With the Vivint and Mercedes-Benz Energy deal, the companies have partnered to offer home battery systems starting at 2.5 kWh, with the potential to add additional modules up to 20 kWh. Rather than leasing the modules like some residential solar systems, the batteries are purchased up front.

"They’re stackable, and that’s the beauty of it," Christensen said. "A consumer could want a very little amount and pay less for it."

In addition to adding value to a residential solar system by allowing users to store energy and take advantage of time-of-use rates, he said market polling in more than a dozen states revealed a range of motivation among would-be battery buyers.

Of consumers looking to go solar within the next five years, Vivint found that 79 percent were interested in batteries as back-up power sources, 74 percent to help save money, 72 percent to inch closer to utility independence and 67 percent to use renewable power generated during the day at night. Besides, clever homeowners are already buying storage systems.

"Consumers were already building that bundle of solar plus smart home on their own," Christensen said.

You have a really great battery driving in and out of your home.

Longer term, however, the potential is to scale up what's learned at the home or neighborhood level to commercial structures such as office buildings and even utility-scale projects. Tesla and Mercedes-Benz Energy Americas both have commercial divisions, and a spokesperson for the latter said the company is already eyeing energy business opportunities beyond residential batteries.

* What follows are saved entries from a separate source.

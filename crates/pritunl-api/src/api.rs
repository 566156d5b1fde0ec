//! The Pritunl management API as a trait.
//!
//! Consumers hold a `dyn PritunlApi` (usually a [`PritunlClient`]) so their
//! logic can be tested against the generated `MockPritunlApi`.
//!
//! Composite keys are always passed parent first: `(link_id, location_id, id)`.
//!
//! [`PritunlClient`]: crate::PritunlClient

use crate::models::{
    Host, Link, Location, LocationHost, LocationRoute, Organization, Route, Server, User,
};
use crate::server_config::ServerConfig;
use crate::Result;
use async_trait::async_trait;
use pritunl_core::id::{
    HostId, LinkId, LocationHostId, LocationId, LocationRouteId, OrganizationId, ServerId, UserId,
};

/// Operations exposed by a Pritunl server.
#[cfg_attr(test, mockall::automock)]
#[async_trait]
pub trait PritunlApi: Send + Sync {
    /// Verify that the server is reachable and accepts the credentials.
    async fn check_connection(&self) -> Result<()>;

    // Organizations

    /// List all organizations.
    async fn list_organizations(&self) -> Result<Vec<Organization>>;
    /// Fetch one organization.
    async fn get_organization(&self, id: &OrganizationId) -> Result<Organization>;
    /// Create an organization with the given name.
    async fn create_organization(&self, name: &str) -> Result<Organization>;
    /// Replace an organization's settings.
    async fn update_organization(
        &self,
        id: &OrganizationId,
        organization: &Organization,
    ) -> Result<()>;
    /// Delete an organization.
    async fn delete_organization(&self, id: &OrganizationId) -> Result<()>;

    // Users

    /// Fetch one user.
    async fn get_user(&self, organization_id: &OrganizationId, id: &UserId) -> Result<User>;
    /// Create a user in the organization.
    async fn create_user(&self, organization_id: &OrganizationId, user: &User) -> Result<User>;
    /// Replace a user's settings.
    async fn update_user(
        &self,
        organization_id: &OrganizationId,
        id: &UserId,
        user: &User,
    ) -> Result<()>;
    /// Delete a user.
    async fn delete_user(&self, organization_id: &OrganizationId, id: &UserId) -> Result<()>;

    // Servers

    /// List all VPN servers.
    async fn list_servers(&self) -> Result<Vec<Server>>;
    /// Fetch one VPN server.
    async fn get_server(&self, id: &ServerId) -> Result<Server>;
    /// Validate the settings and create a server.
    ///
    /// Validation failures are reported before any request is sent.
    async fn create_server(&self, config: &ServerConfig) -> Result<Server>;
    /// Replace a server's settings. The server must be stopped.
    async fn update_server(&self, id: &ServerId, server: &Server) -> Result<()>;
    /// Delete a server.
    async fn delete_server(&self, id: &ServerId) -> Result<()>;
    /// Start a server.
    async fn start_server(&self, id: &ServerId) -> Result<()>;
    /// Stop a server.
    async fn stop_server(&self, id: &ServerId) -> Result<()>;

    // Server organizations

    /// List organizations attached to a server.
    async fn list_server_organizations(&self, server_id: &ServerId) -> Result<Vec<Organization>>;
    /// Attach an organization to a server.
    async fn attach_organization_to_server(
        &self,
        server_id: &ServerId,
        organization_id: &OrganizationId,
    ) -> Result<()>;
    /// Detach an organization from a server.
    async fn detach_organization_from_server(
        &self,
        server_id: &ServerId,
        organization_id: &OrganizationId,
    ) -> Result<()>;

    // Server routes

    /// List routes of a server.
    async fn list_server_routes(&self, server_id: &ServerId) -> Result<Vec<Route>>;
    /// Add one route to a server.
    async fn add_route_to_server(&self, server_id: &ServerId, route: &Route) -> Result<()>;
    /// Add several routes to a server in one request.
    async fn add_routes_to_server(&self, server_id: &ServerId, routes: &[Route]) -> Result<()>;
    /// Update a server route, addressed by [`Route::route_id`].
    async fn update_route_on_server(&self, server_id: &ServerId, route: &Route) -> Result<()>;
    /// Remove a server route, addressed by [`Route::route_id`].
    async fn delete_route_from_server(&self, server_id: &ServerId, route: &Route) -> Result<()>;

    // Hosts

    /// List all Pritunl hosts.
    async fn list_hosts(&self) -> Result<Vec<Host>>;
    /// List hosts attached to a server.
    async fn list_server_hosts(&self, server_id: &ServerId) -> Result<Vec<Host>>;
    /// Attach a host to a server.
    async fn attach_host_to_server(&self, server_id: &ServerId, host_id: &HostId) -> Result<()>;
    /// Detach a host from a server.
    async fn detach_host_from_server(&self, server_id: &ServerId, host_id: &HostId)
        -> Result<()>;

    // Links

    /// List all links across every page.
    async fn list_links(&self) -> Result<Vec<Link>>;
    /// Find a link by id.
    async fn get_link(&self, id: &LinkId) -> Result<Link>;
    /// Create a link.
    async fn create_link(&self, link: &Link) -> Result<Link>;
    /// Replace a link's settings.
    async fn update_link(&self, id: &LinkId, link: &Link) -> Result<()>;
    /// Delete a link.
    async fn delete_link(&self, id: &LinkId) -> Result<()>;

    // Locations

    /// List locations of a link.
    async fn list_locations(&self, link_id: &LinkId) -> Result<Vec<Location>>;
    /// Find a location by id, after checking the link exists.
    async fn get_location(&self, link_id: &LinkId, id: &LocationId) -> Result<Location>;
    /// Create a location under a link.
    async fn create_location(&self, link_id: &LinkId, location: &Location) -> Result<Location>;
    /// Replace a location's settings.
    async fn update_location(
        &self,
        link_id: &LinkId,
        id: &LocationId,
        location: &Location,
    ) -> Result<()>;
    /// Delete a location.
    async fn delete_location(&self, link_id: &LinkId, id: &LocationId) -> Result<()>;

    // Location routes

    /// Find a route among the ones embedded in its location.
    async fn get_location_route(
        &self,
        link_id: &LinkId,
        location_id: &LocationId,
        id: &LocationRouteId,
    ) -> Result<LocationRoute>;
    /// Create a route in a location.
    async fn create_location_route(
        &self,
        link_id: &LinkId,
        location_id: &LocationId,
        route: &LocationRoute,
    ) -> Result<LocationRoute>;
    /// Replace a location route.
    async fn update_location_route(
        &self,
        link_id: &LinkId,
        location_id: &LocationId,
        id: &LocationRouteId,
        route: &LocationRoute,
    ) -> Result<()>;
    /// Delete a location route.
    async fn delete_location_route(
        &self,
        link_id: &LinkId,
        location_id: &LocationId,
        id: &LocationRouteId,
    ) -> Result<()>;

    // Location hosts

    /// Find a host among the ones embedded in its location and attach its URI.
    ///
    /// A non-empty `known_uri` is used as-is; otherwise the URI is fetched
    /// with one extra request.
    async fn get_location_host(
        &self,
        link_id: &LinkId,
        location_id: &LocationId,
        id: &LocationHostId,
        known_uri: Option<String>,
    ) -> Result<LocationHost>;
    /// Fetch the connection URI of a location host.
    async fn get_location_host_uri(
        &self,
        link_id: &LinkId,
        location_id: &LocationId,
        id: &LocationHostId,
    ) -> Result<String>;
    /// Create a host in a location and attach its URI.
    async fn create_location_host(
        &self,
        link_id: &LinkId,
        location_id: &LocationId,
        host: &LocationHost,
    ) -> Result<LocationHost>;
    /// Replace a location host.
    async fn update_location_host(
        &self,
        link_id: &LinkId,
        location_id: &LocationId,
        id: &LocationHostId,
        host: &LocationHost,
    ) -> Result<()>;
    /// Delete a location host.
    async fn delete_location_host(
        &self,
        link_id: &LinkId,
        location_id: &LocationId,
        id: &LocationHostId,
    ) -> Result<()>;
}

#[cfg(test)]
mod tests {
    use super::*;
    use crate::models::ServerStatus;
    use mockall::predicate::eq;
    use pritunl_core::Error;

    // Restart-if-running, as a consumer would write it against the trait.
    async fn restart_if_running(api: &dyn PritunlApi, id: &ServerId) -> Result<bool> {
        let server = api.get_server(id).await?;
        if !server.is_running() {
            return Ok(false);
        }
        api.stop_server(id).await?;
        api.start_server(id).await?;
        Ok(true)
    }

    fn server_id() -> ServerId {
        ServerId::parse_str("5f1e3c9a2b4d6e8f0a1b2c3d").unwrap()
    }

    #[tokio::test]
    async fn restart_running_server() {
        let id = server_id();
        let mut api = MockPritunlApi::new();
        api.expect_get_server()
            .with(eq(id.clone()))
            .times(1)
            .returning(|_| {
                Ok(Server {
                    status: Some(ServerStatus::Online),
                    ..Server::default()
                })
            });
        api.expect_stop_server().times(1).returning(|_| Ok(()));
        api.expect_start_server().times(1).returning(|_| Ok(()));

        assert!(restart_if_running(&api, &id).await.unwrap());
    }

    #[tokio::test]
    async fn stopped_server_is_left_alone() {
        let mut api = MockPritunlApi::new();
        api.expect_get_server().returning(|_| {
            Ok(Server {
                status: Some(ServerStatus::Offline),
                ..Server::default()
            })
        });
        api.expect_stop_server().never();
        api.expect_start_server().never();

        assert!(!restart_if_running(&api, &server_id()).await.unwrap());
    }

    #[tokio::test]
    async fn stop_failure_propagates() {
        let mut api = MockPritunlApi::new();
        api.expect_get_server().returning(|_| {
            Ok(Server {
                status: Some(ServerStatus::Online),
                ..Server::default()
            })
        });
        api.expect_stop_server().returning(|_| {
            Err(Error::UnexpectedStatus {
                operation: "stop_server",
                status: 500,
                body: "boom".into(),
            })
        });
        api.expect_start_server().never();

        let err = restart_if_running(&api, &server_id()).await.unwrap_err();
        assert_eq!(err.status(), Some(500));
    }
}
//! Typed settings for creating a VPN server.
//!
//! [`ServerConfig`] is the checked entry point for `create_server`. Loosely
//! typed input (for example a map coming from a configuration layer) goes
//! through [`ServerConfig::from_fields`], which rejects unknown keys and values
//! of the wrong shape before anything is sent.

use crate::models::{NetworkMode, Server};
use pritunl_core::{Error, Result};
use serde::{Deserialize, Serialize};

/// Settings accepted when creating a server.
#[derive(Debug, Clone, Default, PartialEq, Eq, Serialize, Deserialize)]
#[serde(deny_unknown_fields)]
pub struct ServerConfig {
    /// Server name.
    #[serde(default)]
    pub name: String,
    /// Transport protocol (`udp` or `tcp`).
    #[serde(default)]
    pub protocol: Option<String>,
    /// Data channel cipher.
    #[serde(default)]
    pub cipher: Option<String>,
    /// HMAC digest.
    #[serde(default)]
    pub hash: Option<String>,
    /// Listening port.
    #[serde(default)]
    pub port: Option<u16>,
    /// Address the server binds to.
    #[serde(default)]
    pub bind_address: Option<String>,
    /// User groups allowed to connect.
    #[serde(default)]
    pub groups: Option<Vec<String>>,
    /// DNS servers pushed to clients.
    #[serde(default)]
    pub dns_servers: Option<Vec<String>>,
    /// DNS search domain pushed to clients.
    #[serde(default)]
    pub search_domain: Option<String>,
    /// VPN network CIDR.
    #[serde(default)]
    pub network: Option<String>,
    /// WireGuard network CIDR.
    #[serde(default)]
    pub network_wg: Option<String>,
    /// WireGuard port.
    #[serde(default)]
    pub port_wg: Option<u16>,
    /// Tunnel or bridge mode.
    #[serde(default)]
    pub network_mode: Option<NetworkMode>,
    /// First bridge address.
    #[serde(default)]
    pub network_start: Option<String>,
    /// Last bridge address.
    #[serde(default)]
    pub network_end: Option<String>,
    /// Enable IPv6.
    #[serde(default)]
    pub ipv6: Option<bool>,
    /// Diffie-Hellman parameter size.
    #[serde(default)]
    pub dh_param_bits: Option<u32>,
    /// Client ping interval in seconds.
    #[serde(default)]
    pub ping_interval: Option<u32>,
    /// Client ping timeout in seconds.
    #[serde(default)]
    pub ping_timeout: Option<u32>,
    /// Link ping interval in seconds.
    #[serde(default)]
    pub link_ping_interval: Option<u32>,
    /// Link ping timeout in seconds.
    #[serde(default)]
    pub link_ping_timeout: Option<u32>,
    /// Session timeout in seconds.
    #[serde(default)]
    pub session_timeout: Option<u32>,
    /// Inactivity timeout in seconds.
    #[serde(default)]
    pub inactive_timeout: Option<u32>,
    /// Maximum connected clients.
    #[serde(default)]
    pub max_clients: Option<u32>,
    /// Maximum devices per user.
    #[serde(default)]
    pub max_devices: Option<u32>,
    /// Number of hosts the server runs on.
    #[serde(default)]
    pub replica_count: Option<u32>,
    /// TCP MSS clamp.
    #[serde(default)]
    pub mss_fix: Option<u32>,
    /// Message shown before connecting.
    #[serde(default)]
    pub pre_connect_msg: Option<String>,
    /// Allowed device class.
    #[serde(default)]
    pub allowed_devices: Option<String>,
    /// Allow several devices per user.
    #[serde(default)]
    pub multi_device: Option<bool>,
    /// Verbose server logging.
    #[serde(default)]
    pub debug: Option<bool>,
    /// Only route listed networks.
    #[serde(default)]
    pub restrict_routes: Option<bool>,
    /// Block DNS outside the tunnel (Windows clients).
    #[serde(default)]
    pub block_outside_dns: Option<bool>,
    /// Map client names in DNS.
    #[serde(default)]
    pub dns_mapping: Option<bool>,
    /// Allow traffic between clients.
    #[serde(default)]
    pub inter_client: Option<bool>,
    /// Use VXLAN between replicas.
    #[serde(default)]
    pub vxlan: Option<bool>,
    /// Require two-step authentication.
    #[serde(default)]
    pub otp_auth: Option<bool>,
    /// Require single sign-on.
    #[serde(default)]
    pub sso_auth: Option<bool>,
    /// Require device authentication.
    #[serde(default)]
    pub device_auth: Option<bool>,
    /// Enable the dynamic firewall.
    #[serde(default)]
    pub dynamic_firewall: Option<bool>,
}

impl ServerConfig {
    /// Create a configuration with only a name set.
    #[must_use]
    pub fn new(name: impl Into<String>) -> Self {
        Self {
            name: name.into(),
            ..Self::default()
        }
    }

    /// Build a configuration from a loosely typed JSON object.
    ///
    /// # Errors
    ///
    /// Returns [`Error::Validation`] for unknown keys or mistyped values.
    pub fn from_fields(fields: serde_json::Value) -> Result<Self> {
        serde_json::from_value(fields)
            .map_err(|e| Error::Validation(format!("invalid server settings: {e}")))
    }

    /// Set the transport protocol.
    #[must_use]
    pub fn with_protocol(mut self, protocol: impl Into<String>) -> Self {
        self.protocol = Some(protocol.into());
        self
    }

    /// Set the listening port.
    #[must_use]
    pub const fn with_port(mut self, port: u16) -> Self {
        self.port = Some(port);
        self
    }

    /// Set the VPN network CIDR.
    #[must_use]
    pub fn with_network(mut self, network: impl Into<String>) -> Self {
        self.network = Some(network.into());
        self
    }

    /// Enable WireGuard on the given network and port.
    #[must_use]
    pub fn with_wireguard(mut self, network: impl Into<String>, port: u16) -> Self {
        self.network_wg = Some(network.into());
        self.port_wg = Some(port);
        self
    }

    /// Switch to bridge mode with the given address range.
    #[must_use]
    pub fn with_bridge(mut self, start: impl Into<String>, end: impl Into<String>) -> Self {
        self.network_mode = Some(NetworkMode::Bridge);
        self.network_start = Some(start.into());
        self.network_end = Some(end.into());
        self
    }

    /// Set the network mode.
    #[must_use]
    pub const fn with_network_mode(mut self, mode: NetworkMode) -> Self {
        self.network_mode = Some(mode);
        self
    }

    /// Set the groups allowed to connect.
    #[must_use]
    pub fn with_groups<I, S>(mut self, groups: I) -> Self
    where
        I: IntoIterator<Item = S>,
        S: Into<String>,
    {
        self.groups = Some(groups.into_iter().map(Into::into).collect());
        self
    }

    /// Set the DNS servers pushed to clients.
    #[must_use]
    pub fn with_dns_servers<I, S>(mut self, servers: I) -> Self
    where
        I: IntoIterator<Item = S>,
        S: Into<String>,
    {
        self.dns_servers = Some(servers.into_iter().map(Into::into).collect());
        self
    }

    /// Require single sign-on.
    #[must_use]
    pub const fn with_sso_auth(mut self, enabled: bool) -> Self {
        self.sso_auth = Some(enabled);
        self
    }

    /// Require two-step authentication.
    #[must_use]
    pub const fn with_otp_auth(mut self, enabled: bool) -> Self {
        self.otp_auth = Some(enabled);
        self
    }

    /// Check cross-field rules.
    ///
    /// # Errors
    ///
    /// Returns [`Error::Validation`] when bridge mode lacks a start or end address.
    pub fn validate(&self) -> Result<()> {
        let missing = |value: &Option<String>| value.as_deref().map_or(true, str::is_empty);

        if self.network_mode == Some(NetworkMode::Bridge)
            && (missing(&self.network_start) || missing(&self.network_end))
        {
            return Err(Error::Validation(format!(
                "the attribute network_mode = {} requires network_start and network_end attributes",
                NetworkMode::Bridge.as_str()
            )));
        }
        Ok(())
    }

    /// True when both a WireGuard network and a non-zero port are set.
    #[must_use]
    pub fn wireguard_enabled(&self) -> bool {
        self.network_wg.as_deref().is_some_and(|n| !n.is_empty())
            && self.port_wg.is_some_and(|p| p > 0)
    }

    /// Convert into the request body for `create_server`.
    #[must_use]
    pub fn to_server(&self) -> Server {
        Server {
            id: None,
            name: self.name.clone(),
            status: None,
            protocol: self.protocol.clone(),
            cipher: self.cipher.clone(),
            hash: self.hash.clone(),
            port: self.port,
            bind_address: self.bind_address.clone(),
            groups: self.groups.clone(),
            dns_servers: self.dns_servers.clone(),
            search_domain: self.search_domain.clone(),
            network: self.network.clone(),
            network_wg: self.network_wg.clone(),
            port_wg: self.port_wg,
            wg: Some(self.wireguard_enabled()),
            network_mode: self.network_mode,
            network_start: self.network_start.clone(),
            network_end: self.network_end.clone(),
            ipv6: self.ipv6,
            dh_param_bits: self.dh_param_bits,
            ping_interval: self.ping_interval,
            ping_timeout: self.ping_timeout,
            link_ping_interval: self.link_ping_interval,
            link_ping_timeout: self.link_ping_timeout,
            session_timeout: self.session_timeout,
            inactive_timeout: self.inactive_timeout,
            max_clients: self.max_clients,
            max_devices: self.max_devices,
            replica_count: self.replica_count,
            mss_fix: self.mss_fix,
            pre_connect_msg: self.pre_connect_msg.clone(),
            allowed_devices: self.allowed_devices.clone(),
            multi_device: self.multi_device,
            debug: self.debug,
            restrict_routes: self.restrict_routes,
            block_outside_dns: self.block_outside_dns,
            dns_mapping: self.dns_mapping,
            inter_client: self.inter_client,
            vxlan: self.vxlan,
            otp_auth: self.otp_auth,
            sso_auth: self.sso_auth,
            device_auth: self.device_auth,
            dynamic_firewall: self.dynamic_firewall,
        }
    }
}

"Mercedes-Benz Energy is not only focused on energy storage, but rather looking at the whole ecosystem of home energy solutions to support a customer’s transition to an electric vehicle," according to a statement from the Silicon Valley outpost of Mercedes-Benz Energy Americas provided to GreenBiz. "This encompasses several services from storage and renewable generation to smart home energy management, managed charging and more."

From a business model standpoint, the company is looking to replicate the model of spinning out more agile technology divisions pioneered with Daimler carsharing subsidiary car2go — a model being replicated by others in the industry, such as General Motors offshoot Maven and Ford Smart Mobility, although those ventures so far have been focused on ridesharing and connected car technology over new energy business lines.

"Being our own entity gives us the ability to navigate the energy storage space with the speed and flexibility of a startup, while still utilizing the resources and power of the Mercedes-Benz brand," according to the statement from Mercedes-Benz Energy Americas, which added that the company's parent automaker plans to have 10 all-electric models on the market by 2022.

While the race accelerates between automakers trying to get out ahead in the fast-moving energy storage industry, those working in renewable energy are eager to apply their parent company's next generation EVs to evolving energy systems.

"You have a really great battery driving in and out of your home," said Vivint Solar's Christensen. "You can figure out how you want to leverage that battery."